Top of Given data

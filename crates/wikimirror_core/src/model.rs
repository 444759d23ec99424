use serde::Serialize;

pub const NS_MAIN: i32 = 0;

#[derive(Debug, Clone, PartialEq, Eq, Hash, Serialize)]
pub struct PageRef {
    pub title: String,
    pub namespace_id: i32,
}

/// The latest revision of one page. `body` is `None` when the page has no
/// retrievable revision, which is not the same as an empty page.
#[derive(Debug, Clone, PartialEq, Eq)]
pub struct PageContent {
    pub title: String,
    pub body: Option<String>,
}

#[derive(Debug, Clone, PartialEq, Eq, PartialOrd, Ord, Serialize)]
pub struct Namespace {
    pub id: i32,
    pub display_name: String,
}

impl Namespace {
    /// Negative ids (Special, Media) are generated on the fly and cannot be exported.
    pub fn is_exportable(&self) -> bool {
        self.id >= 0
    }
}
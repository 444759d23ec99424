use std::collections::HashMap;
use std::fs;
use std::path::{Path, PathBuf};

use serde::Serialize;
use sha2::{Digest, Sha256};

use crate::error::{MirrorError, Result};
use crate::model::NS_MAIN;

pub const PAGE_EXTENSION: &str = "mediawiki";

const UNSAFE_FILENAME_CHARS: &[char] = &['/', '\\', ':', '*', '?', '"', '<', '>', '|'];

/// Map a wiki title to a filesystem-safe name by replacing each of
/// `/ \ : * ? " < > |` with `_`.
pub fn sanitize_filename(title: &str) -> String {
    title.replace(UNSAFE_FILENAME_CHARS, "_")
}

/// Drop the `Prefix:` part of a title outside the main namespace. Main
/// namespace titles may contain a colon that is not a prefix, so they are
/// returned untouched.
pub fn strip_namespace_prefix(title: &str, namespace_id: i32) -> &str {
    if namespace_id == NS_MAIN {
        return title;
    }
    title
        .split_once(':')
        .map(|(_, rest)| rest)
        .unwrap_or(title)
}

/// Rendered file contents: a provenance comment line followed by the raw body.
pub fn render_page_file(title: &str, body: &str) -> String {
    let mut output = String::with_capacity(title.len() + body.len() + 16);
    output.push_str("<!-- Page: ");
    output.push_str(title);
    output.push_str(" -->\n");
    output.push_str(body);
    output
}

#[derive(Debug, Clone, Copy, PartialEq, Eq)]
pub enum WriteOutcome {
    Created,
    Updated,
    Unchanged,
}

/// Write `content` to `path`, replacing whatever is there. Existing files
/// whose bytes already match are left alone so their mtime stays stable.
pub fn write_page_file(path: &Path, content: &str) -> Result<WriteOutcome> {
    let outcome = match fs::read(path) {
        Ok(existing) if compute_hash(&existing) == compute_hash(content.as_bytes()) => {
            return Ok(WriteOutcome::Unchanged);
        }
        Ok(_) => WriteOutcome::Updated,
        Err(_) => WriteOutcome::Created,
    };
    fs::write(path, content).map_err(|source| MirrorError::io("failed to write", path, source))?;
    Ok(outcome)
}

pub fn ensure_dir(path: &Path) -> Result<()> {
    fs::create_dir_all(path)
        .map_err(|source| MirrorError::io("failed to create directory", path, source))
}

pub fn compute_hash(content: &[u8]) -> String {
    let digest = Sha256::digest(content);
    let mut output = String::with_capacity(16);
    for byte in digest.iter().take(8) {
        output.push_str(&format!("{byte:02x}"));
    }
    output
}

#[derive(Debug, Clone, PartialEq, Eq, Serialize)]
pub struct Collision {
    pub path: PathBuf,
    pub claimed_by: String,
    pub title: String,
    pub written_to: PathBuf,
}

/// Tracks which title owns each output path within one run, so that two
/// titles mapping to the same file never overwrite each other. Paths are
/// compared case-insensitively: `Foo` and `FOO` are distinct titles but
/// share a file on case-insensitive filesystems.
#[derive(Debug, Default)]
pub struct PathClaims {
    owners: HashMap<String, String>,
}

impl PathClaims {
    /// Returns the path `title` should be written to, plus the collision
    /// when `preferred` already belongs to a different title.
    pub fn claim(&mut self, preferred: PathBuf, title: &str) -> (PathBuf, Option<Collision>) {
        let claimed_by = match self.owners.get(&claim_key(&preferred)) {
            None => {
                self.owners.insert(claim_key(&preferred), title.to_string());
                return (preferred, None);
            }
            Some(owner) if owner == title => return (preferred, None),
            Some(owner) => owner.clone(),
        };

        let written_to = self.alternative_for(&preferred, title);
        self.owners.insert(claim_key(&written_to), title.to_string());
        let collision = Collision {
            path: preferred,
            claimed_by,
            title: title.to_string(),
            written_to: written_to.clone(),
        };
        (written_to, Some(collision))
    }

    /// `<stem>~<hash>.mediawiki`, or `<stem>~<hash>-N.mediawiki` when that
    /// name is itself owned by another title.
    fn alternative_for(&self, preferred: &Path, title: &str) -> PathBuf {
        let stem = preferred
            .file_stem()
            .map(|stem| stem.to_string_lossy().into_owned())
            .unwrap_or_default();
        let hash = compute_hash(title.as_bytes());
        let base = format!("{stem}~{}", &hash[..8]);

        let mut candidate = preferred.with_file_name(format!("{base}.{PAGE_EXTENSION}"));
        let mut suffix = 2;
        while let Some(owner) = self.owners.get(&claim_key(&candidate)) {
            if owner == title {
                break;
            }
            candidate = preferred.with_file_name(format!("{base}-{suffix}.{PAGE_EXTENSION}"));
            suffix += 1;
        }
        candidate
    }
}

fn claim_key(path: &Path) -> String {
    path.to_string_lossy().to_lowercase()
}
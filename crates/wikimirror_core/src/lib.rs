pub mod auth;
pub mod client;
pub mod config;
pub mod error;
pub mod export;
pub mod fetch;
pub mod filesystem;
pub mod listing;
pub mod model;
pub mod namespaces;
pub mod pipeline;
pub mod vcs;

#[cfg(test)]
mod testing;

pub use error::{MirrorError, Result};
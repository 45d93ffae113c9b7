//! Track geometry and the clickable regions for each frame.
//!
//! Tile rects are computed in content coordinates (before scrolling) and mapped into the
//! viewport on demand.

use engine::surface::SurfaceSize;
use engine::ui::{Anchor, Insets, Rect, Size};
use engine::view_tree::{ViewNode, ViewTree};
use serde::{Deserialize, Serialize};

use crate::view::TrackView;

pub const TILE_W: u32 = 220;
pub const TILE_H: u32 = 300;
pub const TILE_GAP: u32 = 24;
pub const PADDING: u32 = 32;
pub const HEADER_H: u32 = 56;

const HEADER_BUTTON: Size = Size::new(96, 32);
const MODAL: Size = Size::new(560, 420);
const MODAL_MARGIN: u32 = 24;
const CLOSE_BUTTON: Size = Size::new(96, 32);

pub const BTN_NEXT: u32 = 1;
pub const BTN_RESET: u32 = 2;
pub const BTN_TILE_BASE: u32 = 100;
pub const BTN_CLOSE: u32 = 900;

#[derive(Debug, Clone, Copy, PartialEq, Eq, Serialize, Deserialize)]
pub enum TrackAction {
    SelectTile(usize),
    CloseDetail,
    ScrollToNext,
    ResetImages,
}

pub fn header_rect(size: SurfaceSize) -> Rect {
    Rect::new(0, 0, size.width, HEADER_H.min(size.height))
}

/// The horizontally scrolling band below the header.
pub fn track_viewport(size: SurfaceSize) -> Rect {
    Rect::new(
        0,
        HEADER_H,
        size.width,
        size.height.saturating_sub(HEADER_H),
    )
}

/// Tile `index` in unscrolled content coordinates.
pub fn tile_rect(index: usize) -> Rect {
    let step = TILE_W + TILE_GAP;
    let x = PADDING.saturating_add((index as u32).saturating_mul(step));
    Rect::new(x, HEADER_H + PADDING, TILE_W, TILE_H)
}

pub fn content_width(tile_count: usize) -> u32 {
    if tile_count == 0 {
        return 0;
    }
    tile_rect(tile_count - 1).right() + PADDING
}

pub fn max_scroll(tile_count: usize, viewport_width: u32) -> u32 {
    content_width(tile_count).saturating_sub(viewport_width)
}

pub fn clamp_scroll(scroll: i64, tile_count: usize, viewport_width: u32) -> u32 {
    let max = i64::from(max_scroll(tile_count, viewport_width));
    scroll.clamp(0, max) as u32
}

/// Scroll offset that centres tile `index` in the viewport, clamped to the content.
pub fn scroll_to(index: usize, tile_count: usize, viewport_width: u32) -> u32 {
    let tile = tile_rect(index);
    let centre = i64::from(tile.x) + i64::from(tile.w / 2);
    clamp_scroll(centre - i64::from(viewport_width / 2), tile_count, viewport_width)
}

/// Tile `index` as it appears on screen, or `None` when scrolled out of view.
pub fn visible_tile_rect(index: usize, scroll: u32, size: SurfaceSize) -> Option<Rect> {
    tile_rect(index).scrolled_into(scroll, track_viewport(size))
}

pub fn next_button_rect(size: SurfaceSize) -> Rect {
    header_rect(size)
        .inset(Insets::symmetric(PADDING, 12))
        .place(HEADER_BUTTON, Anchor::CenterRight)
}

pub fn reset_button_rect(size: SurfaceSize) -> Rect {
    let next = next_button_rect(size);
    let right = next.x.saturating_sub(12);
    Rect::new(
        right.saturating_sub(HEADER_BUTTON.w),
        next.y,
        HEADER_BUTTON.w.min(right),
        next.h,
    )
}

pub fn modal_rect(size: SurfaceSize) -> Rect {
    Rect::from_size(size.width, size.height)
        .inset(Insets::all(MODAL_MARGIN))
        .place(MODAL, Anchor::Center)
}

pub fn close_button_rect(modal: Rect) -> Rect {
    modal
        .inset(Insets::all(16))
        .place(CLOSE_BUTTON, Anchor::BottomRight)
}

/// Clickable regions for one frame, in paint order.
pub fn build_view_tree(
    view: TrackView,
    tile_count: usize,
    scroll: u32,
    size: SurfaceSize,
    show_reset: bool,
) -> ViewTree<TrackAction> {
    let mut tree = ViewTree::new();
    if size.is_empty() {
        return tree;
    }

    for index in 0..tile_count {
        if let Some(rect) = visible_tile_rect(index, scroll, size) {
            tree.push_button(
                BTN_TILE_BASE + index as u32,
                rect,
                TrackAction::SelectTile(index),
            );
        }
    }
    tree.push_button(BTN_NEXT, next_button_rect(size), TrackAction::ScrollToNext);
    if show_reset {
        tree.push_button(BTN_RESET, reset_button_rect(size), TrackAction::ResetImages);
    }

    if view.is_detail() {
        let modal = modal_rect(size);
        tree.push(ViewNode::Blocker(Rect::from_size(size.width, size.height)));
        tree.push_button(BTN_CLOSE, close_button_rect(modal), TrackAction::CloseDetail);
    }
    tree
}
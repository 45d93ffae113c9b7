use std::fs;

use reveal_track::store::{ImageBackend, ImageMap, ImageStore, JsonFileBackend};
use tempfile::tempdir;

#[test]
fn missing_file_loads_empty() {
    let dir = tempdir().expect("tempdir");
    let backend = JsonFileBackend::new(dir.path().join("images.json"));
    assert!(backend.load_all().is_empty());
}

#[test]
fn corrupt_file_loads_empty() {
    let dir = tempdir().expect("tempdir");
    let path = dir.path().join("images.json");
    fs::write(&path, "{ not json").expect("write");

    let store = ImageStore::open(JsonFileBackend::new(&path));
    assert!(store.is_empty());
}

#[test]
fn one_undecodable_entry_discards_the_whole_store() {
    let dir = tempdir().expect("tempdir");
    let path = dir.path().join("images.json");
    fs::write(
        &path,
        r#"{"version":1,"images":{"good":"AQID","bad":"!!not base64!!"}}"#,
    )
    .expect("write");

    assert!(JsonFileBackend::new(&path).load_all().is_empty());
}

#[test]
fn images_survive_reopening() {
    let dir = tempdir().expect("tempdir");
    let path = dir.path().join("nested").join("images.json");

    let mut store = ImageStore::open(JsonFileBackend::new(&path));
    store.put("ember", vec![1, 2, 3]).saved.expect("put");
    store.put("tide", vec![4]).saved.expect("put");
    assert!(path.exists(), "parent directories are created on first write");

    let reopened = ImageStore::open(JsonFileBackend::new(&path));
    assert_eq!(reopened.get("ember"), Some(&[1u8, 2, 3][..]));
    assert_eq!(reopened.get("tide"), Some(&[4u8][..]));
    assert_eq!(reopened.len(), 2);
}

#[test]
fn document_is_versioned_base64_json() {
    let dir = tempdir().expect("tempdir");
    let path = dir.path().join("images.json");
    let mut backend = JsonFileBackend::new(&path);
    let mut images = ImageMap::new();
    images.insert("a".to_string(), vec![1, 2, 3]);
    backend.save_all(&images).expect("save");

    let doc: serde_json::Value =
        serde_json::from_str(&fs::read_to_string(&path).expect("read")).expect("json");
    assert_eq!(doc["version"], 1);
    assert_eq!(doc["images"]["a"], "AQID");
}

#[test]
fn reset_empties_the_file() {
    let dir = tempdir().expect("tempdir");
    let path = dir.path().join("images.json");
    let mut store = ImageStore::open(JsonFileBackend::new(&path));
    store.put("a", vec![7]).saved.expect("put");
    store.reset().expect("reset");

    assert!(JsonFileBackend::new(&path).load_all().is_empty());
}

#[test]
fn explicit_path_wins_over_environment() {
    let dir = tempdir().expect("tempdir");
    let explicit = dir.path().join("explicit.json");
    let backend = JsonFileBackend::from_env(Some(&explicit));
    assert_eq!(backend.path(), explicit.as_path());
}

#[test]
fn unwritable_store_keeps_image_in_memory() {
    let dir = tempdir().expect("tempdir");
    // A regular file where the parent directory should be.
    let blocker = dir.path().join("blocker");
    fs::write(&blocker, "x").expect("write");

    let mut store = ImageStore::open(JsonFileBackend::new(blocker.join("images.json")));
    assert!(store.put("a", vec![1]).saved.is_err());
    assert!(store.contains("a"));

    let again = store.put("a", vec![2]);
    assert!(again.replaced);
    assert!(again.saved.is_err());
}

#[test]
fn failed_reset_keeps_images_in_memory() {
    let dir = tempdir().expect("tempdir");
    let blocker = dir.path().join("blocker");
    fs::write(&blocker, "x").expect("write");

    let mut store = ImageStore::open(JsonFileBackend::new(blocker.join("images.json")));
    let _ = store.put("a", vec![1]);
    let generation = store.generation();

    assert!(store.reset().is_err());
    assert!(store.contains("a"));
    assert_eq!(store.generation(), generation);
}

Bottom of Given data

Which lines of the records above contain the word "crates"? Report each one.

filename crates/wikimirror_core/src/model.rs
filename crates/wikimirror_core/src/lib.rs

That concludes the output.